Sans doute est-ce là le tour de force de l'abbé Pierre, né Henri Grouès. Etre salué par de nombreux responsables de ce pays comme une figure de référence, voire un modèle, alors même que, fidèle à son action « contre le chancre de la pauvreté » et à sa méthode - les « coups de gueule » par voie de presse, qu'il savait parfaitement utiliser -, il n'a eu de cesse de jouer les empêcheurs de tourner en rond et de dénoncer l'inertie d'une société de plus en plus inégalitaire et l'égoïsme des nantis. « Colère, illégalité, ingérence, tapage, tu te mêles toujours de ce qui ne te regarde pas », écrit d'ailleurs Bernard Kouchner (1). Car s'il fut brièvement tenté par la carrière de parlementaire (2), l'homme s'est surtout illustré par son appel à « l'insurrection de la bonté » lancé sur les ondes le 1er février 1954, qui allait devenir le symbole de son combat pour le droit au logement. Un « coup de gueule » qui fut un coup de maître, puisqu'il souleva un raz-de-marée de générosité sans précédent et obligea le gouvernement à élaborer un plan d'urgence pour construire 12 000 logements de première nécessité. L'inspirateur de la création du Haut Comité pour le logement des personnes défavorisées réitérera l'exercice, 40 ans plus tard, exhortant les Français à « faire la guerre contre la misère » et s'en prenant, cette fois, aux élus. Il eut encore le courage de venir, l'an dernier, à l'Assemblée nationale défendre l'article de la loi sur la solidarité et le renouvellement urbains imposant un quota de 20 % de logements sociaux à certaines communes. Il avait compris l'importance de s'adresser directement à l'opinion, qu'il n'aura cessé d'interpeller, militant pour l'occupation des logements vacants, la défense des sans-papiers ou des Roms. Jamais résigné, il incarnait l'esprit d'engagement et de résistance (à laquelle il participa en 1942-1944) face au repli individualiste et au conformisme, qui avait même inspiré l'appel aux états généraux du social (3).
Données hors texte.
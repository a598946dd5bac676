//! Storefront configuration loaded from environment variables.
//!
//! # Environment Variables
//!
//! All optional, with demo-friendly defaults:
//! - `STOREFRONT_HOST` - Bind address (default: 127.0.0.1)
//! - `STOREFRONT_PORT` - Listen port (default: 3000)
//! - `CATALOG_API_URL` - Base URL of the catalog/stock API
//!   (default: `http://localhost:3333`)
//! - `CART_SNAPSHOT_PATH` - Path of the cart snapshot file
//!   (default: rocketshoes-cart.json)

use std::net::{IpAddr, SocketAddr};
use std::path::PathBuf;

use thiserror::Error;
use url::Url;

const DEFAULT_HOST: &str = "127.0.0.1";
const DEFAULT_PORT: &str = "3000";
const DEFAULT_CATALOG_API_URL: &str = "http://localhost:3333";
const DEFAULT_SNAPSHOT_PATH: &str = "rocketshoes-cart.json";

/// Configuration errors that can occur during loading.
#[derive(Debug, Error)]
pub enum ConfigError {
    #[error("Invalid environment variable {0}: {1}")]
    InvalidEnvVar(String, String),
}

/// Storefront application configuration.
#[derive(Debug, Clone)]
pub struct StorefrontConfig {
    /// IP address to bind the server to
    pub host: IpAddr,
    /// Port to listen on
    pub port: u16,
    /// Catalog API configuration
    pub catalog: CatalogConfig,
    /// Path of the cart snapshot file
    pub snapshot_path: PathBuf,
}

/// Catalog API configuration.
#[derive(Debug, Clone)]
pub struct CatalogConfig {
    /// Base URL of the catalog/stock service
    pub base_url: Url,
}

impl StorefrontConfig {
    /// Load configuration from environment variables.
    ///
    /// Calls `dotenvy::dotenv()` to load from `.env` file if present.
    ///
    /// # Errors
    ///
    /// Returns `ConfigError` if a variable is present but invalid.
    pub fn from_env() -> Result<Self, ConfigError> {
        // Load .env file if present (ignore errors if not found)
        let _ = dotenvy::dotenv();

        let host = parse_host(&get_env_or_default("STOREFRONT_HOST", DEFAULT_HOST))?;
        let port = parse_port(&get_env_or_default("STOREFRONT_PORT", DEFAULT_PORT))?;
        let base_url = parse_base_url(&get_env_or_default(
            "CATALOG_API_URL",
            DEFAULT_CATALOG_API_URL,
        ))?;
        let snapshot_path =
            PathBuf::from(get_env_or_default("CART_SNAPSHOT_PATH", DEFAULT_SNAPSHOT_PATH));

        Ok(Self {
            host,
            port,
            catalog: CatalogConfig { base_url },
            snapshot_path,
        })
    }

    /// Returns the socket address for binding the server.
    #[must_use]
    pub const fn socket_addr(&self) -> SocketAddr {
        SocketAddr::new(self.host, self.port)
    }
}

// =============================================================================
// Helper Functions
// =============================================================================

/// Get an environment variable with a default value.
fn get_env_or_default(key: &str, default: &str) -> String {
    std::env::var(key).unwrap_or_else(|_| default.to_string())
}

fn parse_host(value: &str) -> Result<IpAddr, ConfigError> {
    value
        .parse::<IpAddr>()
        .map_err(|e| ConfigError::InvalidEnvVar("STOREFRONT_HOST".to_string(), e.to_string()))
}

fn parse_port(value: &str) -> Result<u16, ConfigError> {
    value
        .parse::<u16>()
        .map_err(|e| ConfigError::InvalidEnvVar("STOREFRONT_PORT".to_string(), e.to_string()))
}

fn parse_base_url(value: &str) -> Result<Url, ConfigError> {
    Url::parse(value)
        .map_err(|e| ConfigError::InvalidEnvVar("CATALOG_API_URL".to_string(), e.to_string()))
}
Homme d'action, mais piètre organisateur, l'abbé Pierre a aussi été un formidable catalyseur d'énergies, attirant autour de lui des hommes de tous horizons. A partir de la première communauté qu'il avait créée en 1949 - autour de l'idée que le travail de récupération valait mieux que l'assistance -, toute une « galaxie » Emmaüs s'est ainsi développée en France et dans une quarantaine de pays. Et l'on compte, à côté des « chiffonniers », une multitude d'associations s'occupant d'accueil, d'emploi, de logement, d'insertion, de prévention du surendettement... Autant de structures qui, avec la Fondation Abbé-Pierre, ancrent durablement dans l'action sociale les indignations de cet homme si populaire. Tant il est vrai qu'au-delà de l'émotion médiatique qu'il savait susciter, le changement et la transformation des mentalités viennent d'abord de l'action tenace et obstinée menée sur le terrain.

Notes

(1) Dans son livre d'entretien avec l'abbé : Dieu et les hommes - Robert Laffont, 1993.

(2) De 1945 à 1951, il fut député MRP (centre droit) de Meurthe-et-Moselle.

(3) En lançant cet appel le 25 août 2002, Jacques Ladsous se référait aux « coups de gueule » de l'abbé Pierre - Voir ASH n° 2377 du 15-10-04, p. 35.